In Reply to: Yes, but... posted by Jose Carlos on November 29, 2004

: :
: : The original posting refers to the a traditional english expression which is more commonly "skeleton in the cupboard" (i.e. shameful long-kept family secret such as a murder) and has nothing whatever to do with closets, water closets etc. The English phrase predates probably by centuries any references to "coming out" which are C20th US.

: :
: : : : : : Come out of the closet or come out -- means to begin to participate in the homosexual social and sexual life. It was originally "homosexual use" in the mid-1900s. From "Slang and Euphemism: A Dictionary of Oaths, Curses, Insults, Ethnic Slurs, Sexual Slang and Metaphor, Drug Talk, College Lingo and Related Matters" by Richard A. Spears (New American Library, Penguin Putnam, New York, Third Edition, 2001).

: : : : : : A second reference talks about the Gay Liberation Movement or Gay Lib "which encouraged homosexuals to 'come out of the closet' and to work for equal rights for homosexuals. Such new attitudes were reinforced by the American Psychiatric Associations's decision in 1973 to remove homosexuality from its diagnostic and statistical manual after finding that homosexuality per se was not an indication of mental illness..." From Listening to America: An Illustrated History of Words and Phrases from Our Lively and Splendid Past by Stuart Berg Flexner (Simon and Schuster, New York, 1982).

: : : : : : I am guessing that the phrase grew out of the expression "skeletons in the closet."
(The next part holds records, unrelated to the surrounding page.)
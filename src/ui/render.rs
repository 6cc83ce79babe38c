//! Render functions for the TUI.
//!
//! Lays out the filter bar, the entry list, the pager and the status bar, and
//! draws the help overlay on top when it is open.

use crate::app::App;
use ratatui::{
    layout::{Alignment, Constraint, Direction, Layout},
    widgets::Paragraph,
    Frame,
};

use super::{filters, help, pager, posts, status};

/// Minimum terminal height required for normal operation.
pub(super) const MIN_HEIGHT: u16 = 10;

/// Main render function. Validates the terminal size first.
pub(super) fn render(f: &mut Frame, app: &mut App) {
    let area = f.area();

    if area.width < 1 || area.height < 1 {
        return;
    }

    if area.width < app.min_width || area.height < MIN_HEIGHT {
        // For very small terminals (less than 3 lines), just show minimal message
        let msg = if area.height < 3 || area.width < 20 {
            Paragraph::new("Too small")
        } else {
            Paragraph::new(format!(
                "Terminal too small\n\nMinimum: {}x{}\nCurrent: {}x{}",
                app.min_width, MIN_HEIGHT, area.width, area.height
            ))
            .alignment(Alignment::Center)
        };
        f.render_widget(msg, area);
        return;
    }

    let pager_height = if app.view().pager.visible { 1 } else { 0 };
    let chunks = Layout::default()
        .direction(Direction::Vertical)
        .constraints([
            Constraint::Length(filters::HEIGHT),
            Constraint::Min(0),
            Constraint::Length(pager_height),
            Constraint::Length(1),
        ])
        .split(area);

    filters::render(f, app, chunks[0]);
    posts::render(f, app, chunks[1]);
    pager::render(f, app, chunks[2]);
    status::render(f, app, chunks[3]);

    if app.show_help {
        help::render(f, app);
    }
}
: : : : : I thought this had come up before - I think 'closet' is being used in the sense of toilet cubicle. toilet = water closet (WC).
: : : : : cottagers use public toilets for gay sex - hence their sexual activity was 'in the closet'.
: : : : : much better for gay people to be allowed stable monogamous relationships without being villified - don't people think?

: : : : : L

: : : : Yes.
: : : Which "closet" is the source depends on whether it's UK or American, because the term "water closet" is strictly UK. That sense of "closet" is not used in the U.S. To us, closet means only a clothes closet.

: ......

: do any of you know where the skeleton comes from? Why does it belong to this phrase?

: Jose Carlos

Its exactly the same in french, Un squelette dans le placard. Yeah, when a dead body is there closed in a cupboard for a very long time, what you have left is a skeleton. And the how the body of a long-lost loved one who supposedly died decades ago in the swamps of Amazonia, got instead to be a skeleton still hidden in the family manor, without ever resting in a grave is because of Foul Play long ago, which everybody in the family knows about but nobody will ever talk about. Or else the cops or even worse the lawyers might come and there will be all hell to pay-heirs dispossessed and the like. What worse or socially more dangerous secret to have to hide forever than the murder of a loved one? Makes you think it must have happened quite a few times, hey? What intrigues me is not the existence of the skeleton, but the guilty family insists on keeping it in the cupboard and not buried in the cellar, which is what parricides usually did with the evidence?